2. Understanding the Standard of Review in International Investment Dispute Settlement Proceedings
The ‘standard of review’ functions as a fundamental mechanism for coordinating relationships between various authority holders within a public law order, primarily by determining the ‘allocation of power’. In the context of international investment dispute settlement (ISDS), this concept plays a pivotal role in establishing the boundaries of authority between arbitral tribunals, sovereign states, and domestic courts. As international investment law governs disputes arising from state regulatory measures that impact public interests, the choice of review standard is critical for balancing the state's regulatory autonomy with the protection of foreign investors.
To determine the appropriate standard of review, one must first comprehend the ‘hybrid’ nature of international investment law, which blurs the traditional distinction between public and private law. Structurally, ISDS mimics international commercial arbitration, utilizing ad hoc tribunals and rules like the UNCITRAL Arbitration Rules. Functionally, however, it adjudicates public disputes involving sovereign acts, legislation, and administrative measures based on international treaties. This duality creates a tension: if the ‘private’ aspect is emphasized, tribunals act as independent adjudicators with broad powers to interpret contracts; if the ‘public’ aspect is prioritized, the principle of subsidiarity suggests they should grant deference to the democratic decision-making of states. This hybridity necessitates a careful allocation of power. Tribunals possess the authority to determine their own jurisdiction (Kompetenz-Kompetenz) and adjudicate substantive treaty breaches. Conversely, domestic courts play a supervisory role, primarily in the enforcement and set-aside of awards. The standard of review thus serves as the gauge for how much the international tribunal should respect the primary determinations of the state, and subsequently, how much the domestic court should respect the findings of the tribunal.

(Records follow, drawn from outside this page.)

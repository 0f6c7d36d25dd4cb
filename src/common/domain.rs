/// Normalize a domain: lowercase + strip trailing dot.
pub fn normalize(domain: &str) -> String {
    let d = domain.to_ascii_lowercase();
    d.strip_suffix('.').unwrap_or(&d).to_string()
}

/// Compare two domains after normalization.
pub fn domains_equal(a: &str, b: &str) -> bool {
    normalize(a) == normalize(b)
}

Conceptually, the standard of review is defined as the intensity of scrutiny or the degree of deference a reviewing body applies to a decision. ‘Deference’ refers to the attitude of judicial restraint adopted by the reviewer, which is inversely related to the intensity of review. The standard exists on a continuous spectrum. At one extreme lies ‘de novo review’ (strict scrutiny), where the tribunal re-evaluates the facts and law entirely from scratch, substituting its judgment for that of the state. At the other extreme is ‘total deference’, where the tribunal accepts the state's decision without substantive review, barring bad faith. Between these poles lies ‘intermediate review’, often manifested as a reasonableness test. Crucially, the standard is bifurcated based on the phase of proceedings. The ‘substantive standard of review’ is applied by the tribunal during the arbitral phase to assess whether a state measure violates treaty obligations like Fair and Equitable Treatment (FET). The ‘procedural standard of review’ is employed by oversight bodies during the post-award phase to review the validity of the award itself, focusing on procedural legitimacy rather than substantive correctness. While most treaties are silent on the standard, some modern agreements like CETA explicitly mandate deference regarding domestic law interpretations, and international norms like the WTO's standard of review provide comparative models.

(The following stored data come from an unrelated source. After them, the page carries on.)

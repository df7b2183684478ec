//! The rule manager: scan, resolution, and queries.
//!
//! ## Scan
//!
//! For every cell holding a noun text tile, the two cells to the right and
//! the two cells below are examined for the pattern
//! `[NOUN] [IS] [PROPERTY or NOUN]`. Both reading directions are checked
//! independently, so one tile can participate in a horizontal and a
//! vertical statement at the same time. Duplicate statements collapse to
//! one; otherwise scan order (row-major, horizontal before vertical) is
//! preserved.
//!
//! ## Resolution
//!
//! Property rules accumulate into a noun -> property-set table. Noun rules
//! populate the noun -> transformation-target table; when two rules target
//! the same noun the last-scanned rule wins, which is deterministic given
//! the fixed scan order.

use rustc_hash::{FxHashMap, FxHashSet};
use serde::{Deserialize, Serialize};
use tracing::trace;

use crate::core::{Object, Property, Word};
use crate::grid::Grid;

/// The object side of a rule: a property flag or a transformation target.
#[derive(Clone, Debug, PartialEq, Eq, Hash, Serialize, Deserialize)]
pub enum RulePredicate {
    Property(Property),
    Noun(String),
}

/// A derived rule: `subject IS predicate`.
///
/// Rules are recomputed from scratch on every rescan and never persisted
/// between ticks, because the text that forms them can move.
#[derive(Clone, Debug, PartialEq, Eq, Hash, Serialize, Deserialize)]
pub struct Rule {
    /// Lowercase subject noun.
    pub subject: String,
    pub predicate: RulePredicate,
}

impl Rule {
    /// Human-readable form, e.g. `"BABA IS YOU"`.
    #[must_use]
    pub fn display(&self) -> String {
        let object = match &self.predicate {
            RulePredicate::Property(p) => p.display().to_string(),
            RulePredicate::Noun(n) => n.to_uppercase(),
        };
        format!("{} IS {}", self.subject.to_uppercase(), object)
    }
}

/// Holds the last-computed rule list and the tables derived from it.
///
/// Owned by a [`Grid`]; refreshed via [`Grid::update_rules`] before any
/// query that depends on freshness.
#[derive(Clone, Debug, Default)]
pub struct RuleManager {
    rules: Vec<Rule>,
    properties: FxHashMap<String, FxHashSet<Property>>,
    transformations: FxHashMap<String, String>,
}

impl RuleManager {
    /// Create an empty manager with no active rules.
    #[must_use]
    pub fn new() -> Self {
        Self::default()
    }

    /// Rescan the grid and rebuild every derived table from scratch.
    pub fn rescan(&mut self, grid: &Grid) {
        self.rules.clear();
        self.properties.clear();
        self.transformations.clear();

        let mut seen: FxHashSet<Rule> = FxHashSet::default();
        for y in 0..grid.height() {
            for x in 0..grid.width() {
                for rule in rules_starting_at(grid, x, y) {
                    if seen.insert(rule.clone()) {
                        self.rules.push(rule);
                    }
                }
            }
        }

        for rule in &self.rules {
            match &rule.predicate {
                RulePredicate::Property(prop) => {
                    self.properties
                        .entry(rule.subject.clone())
                        .or_default()
                        .insert(*prop);
                }
                RulePredicate::Noun(target) => {
                    // Last-scanned rule wins on conflicting targets.
                    self.transformations
                        .insert(rule.subject.clone(), target.clone());
                }
            }
        }

        trace!(rules = self.rules.len(), "rescanned rules");
    }

    /// Active rules in scan order.
    #[must_use]
    pub fn rules(&self) -> &[Rule] {
        &self.rules
    }

    /// Does `noun` currently carry `property`?
    #[must_use]
    pub fn has_property(&self, noun: &str, property: Property) -> bool {
        self.properties
            .get(noun)
            .is_some_and(|set| set.contains(&property))
    }

    /// Active properties for `noun`, if any.
    #[must_use]
    pub fn properties_of(&self, noun: &str) -> Option<&FxHashSet<Property>> {
        self.properties.get(noun)
    }

    /// The full noun -> property-set table.
    #[must_use]
    pub fn properties(&self) -> &FxHashMap<String, FxHashSet<Property>> {
        &self.properties
    }

    /// Transformation target for `noun`, if one is active.
    #[must_use]
    pub fn transformation_of(&self, noun: &str) -> Option<&str> {
        self.transformations.get(noun).map(String::as_str)
    }

    /// The full noun -> target table.
    #[must_use]
    pub fn transformations(&self) -> &FxHashMap<String, String> {
        &self.transformations
    }

    /// All icons on the grid whose noun currently carries YOU.
    #[must_use]
    pub fn you_objects<'g>(&self, grid: &'g Grid) -> Vec<&'g Object> {
        self.objects_with(grid, Property::You)
    }

    /// All icons on the grid whose noun currently carries WIN.
    #[must_use]
    pub fn win_objects<'g>(&self, grid: &'g Grid) -> Vec<&'g Object> {
        self.objects_with(grid, Property::Win)
    }

    fn objects_with<'g>(&self, grid: &'g Grid, property: Property) -> Vec<&'g Object> {
        grid.objects()
            .filter(|o| !o.is_text && self.has_property(&o.name, property))
            .collect()
    }
}

/// Rules whose subject text sits at `(x, y)`, horizontal reading first.
fn rules_starting_at(grid: &Grid, x: usize, y: usize) -> Vec<Rule> {
    let mut found = Vec::new();

    for obj in grid.cell(x, y) {
        if !obj.is_text {
            continue;
        }
        let Word::Noun(subject) = Word::classify(&obj.name) else {
            continue;
        };

        // Horizontal: (x+1, y) (x+2, y).
        if x + 2 < grid.width() {
            if let Some(predicate) = read_statement(grid, (x + 1, y), (x + 2, y)) {
                found.push(Rule {
                    subject: subject.clone(),
                    predicate,
                });
            }
        }

        // Vertical: (x, y+1) (x, y+2).
        if y + 2 < grid.height() {
            if let Some(predicate) = read_statement(grid, (x, y + 1), (x, y + 2)) {
                found.push(Rule {
                    subject,
                    predicate,
                });
            }
        }
    }

    found
}

/// Read `IS <predicate>` from the two cells following a subject.
fn read_statement(
    grid: &Grid,
    is_at: (usize, usize),
    object_at: (usize, usize),
) -> Option<RulePredicate> {
    let has_is = grid
        .cell(is_at.0, is_at.1)
        .iter()
        .any(|o| o.is_text && Word::classify(&o.name) == Word::Is);
    if !has_is {
        return None;
    }

    grid.cell(object_at.0, object_at.1)
        .iter()
        .find_map(|o| match (o.is_text, Word::classify(&o.name)) {
            (true, Word::Property(prop)) => Some(RulePredicate::Property(prop)),
            (true, Word::Noun(noun)) => Some(RulePredicate::Noun(noun)),
            _ => None,
        })
}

The standard of review is operationalized through specific ‘methods of review’ derived from comparative public law. ‘Proportionality analysis’ is a rigorous method that examines whether a measure is suitable, necessary (least restrictive means), and proportionate strictly sensu. It typically represents a strict standard of review, allowing tribunals to deeply scrutinize the state's policy choices. In contrast, the ‘reasonableness test’ serves as a more lenient method, inquiring whether the state’s action has a rational basis and is not arbitrary. It respects the state's policy discretion as long as the decision falls within a range of reason. The ‘margin of appreciation’ doctrine, originating from the European Court of Human Rights, is another tool for deference, granting states a breadth of discretion in fulfilling obligations, particularly in sensitive areas like national security or public morals. Finally, ‘procedural review’ focuses on the fairness and transparency of the decision-making process-such as due process and the right to be heard—rather than the substantive correctness of the outcome. By verifying procedural propriety, tribunals can respect the state's epistemic expertise while effectively controlling arbitrary exercises of power. Ultimately, the standard of review is not merely a technical rule but a constitutional device that determines the depth of international supervision over sovereign acts, balancing the need for control with the imperative of respect for regulatory autonomy.

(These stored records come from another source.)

//! Engine error taxonomy.
//!
//! Nothing inside the simulation core is fatal: every variant here is
//! recovered at the protocol boundary and reported as a structured
//! response. Malformed JSON input is not represented here because it can
//! only occur in the harness layer, where the `serde_json` error is
//! reported directly.

use thiserror::Error;

/// Errors surfaced by the engine and its environment layer.
#[derive(Debug, Clone, PartialEq, Eq, Error)]
pub enum EngineError {
    /// A spatial query addressed a cell outside the grid.
    #[error("coordinates ({x}, {y}) are out of bounds for a {width}x{height} grid")]
    OutOfBounds {
        x: i32,
        y: i32,
        width: usize,
        height: usize,
    },

    /// `create_environment` was given a name that is not registered.
    #[error("Unknown environment: {0}. Use 'list_envs' to see available environments.")]
    UnknownEnvironment(String),

    /// `step` or `info` was requested before any environment was reset.
    #[error("No environment loaded. Use 'reset' first.")]
    NoEnvironmentLoaded,

    /// An action string outside the five recognized values.
    #[error("Invalid action: {0}. Valid actions: up, down, left, right, wait")]
    InvalidAction(String),
}
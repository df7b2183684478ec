//! Rule derivation from on-board text.
//!
//! Rules are derived, transient state: the manager rescans the whole grid
//! on demand and never tries to update incrementally. A single moved text
//! tile can break and form several rules in both axes at once, so a full
//! O(width x height) rescan is the correctness-preserving choice at these
//! grid sizes.

pub mod manager;

pub use manager::{Rule, RuleManager, RulePredicate};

The standard of review, deference, and method of review are interconnected. The level of deference determines the standard, which in turn dictates the appropriate method. For instance, a high level of deference (lenient standard) is typically implemented through methods like ‘Procedural Review’ or ‘Margin of Appreciation’, where the tribunal avoids second-guessing the state's policy choices. Conversely, a low level of deference (strict standard) calls for ‘Proportionality Analysis’, where the tribunal rigorously examines the necessity and balance of the measure. ‘Reasonableness’ sits in the middle but leans towards deference. However, in practice, the application is fluid; ‘reasonableness’ can be applied strictly (New Reasonableness), and ‘procedural review’ can be rigorous regarding due process. This complex relationship necessitates a careful empirical analysis of case law to understand how these theoretical constructs are applied in reality.
3. Standards of Review Applied by International Investment Tribunals to Domestic Measures
In the Investor-State Dispute Settlement (ISDS) regime, the arbitral tribunal plays a pivotal role in determining whether a host state’s legislative, administrative, or judicial measures comply with its obligations under International Investment Agreements (IIAs). While tribunals rigorously adhere to explicit treaty provisions, they have often been compelled to establish de facto standards of review in areas where treaties are silent. This interpretive process effectively concretizes the normative framework of international investment law. Although the authority to set such standards is not expressly granted by treaty texts, the standard of review functions in practice as a critical mechanism for balancing the host state's regulatory autonomy with the protection of foreign investors. This balance is particularly crucial in cases involving sensitive public policy issues, scientific expertise, emergency measures, and the interpretation of domestic law. However, the history of ISDS adjudication reveals a lack of consistency in the application of these standards, with tribunals often reaching divergent conclusions in cases involving similar facts and identical treaty obligations. Such inconsistency has raised concerns regarding the legal stability, predictability, and overall institutional legitimacy of the ISDS system. Against this backdrop, this chapter conducts a systematic analysis of major arbitral awards to classify the standards of review applied across different issues and to identify the key determinants influencing these judicial choices.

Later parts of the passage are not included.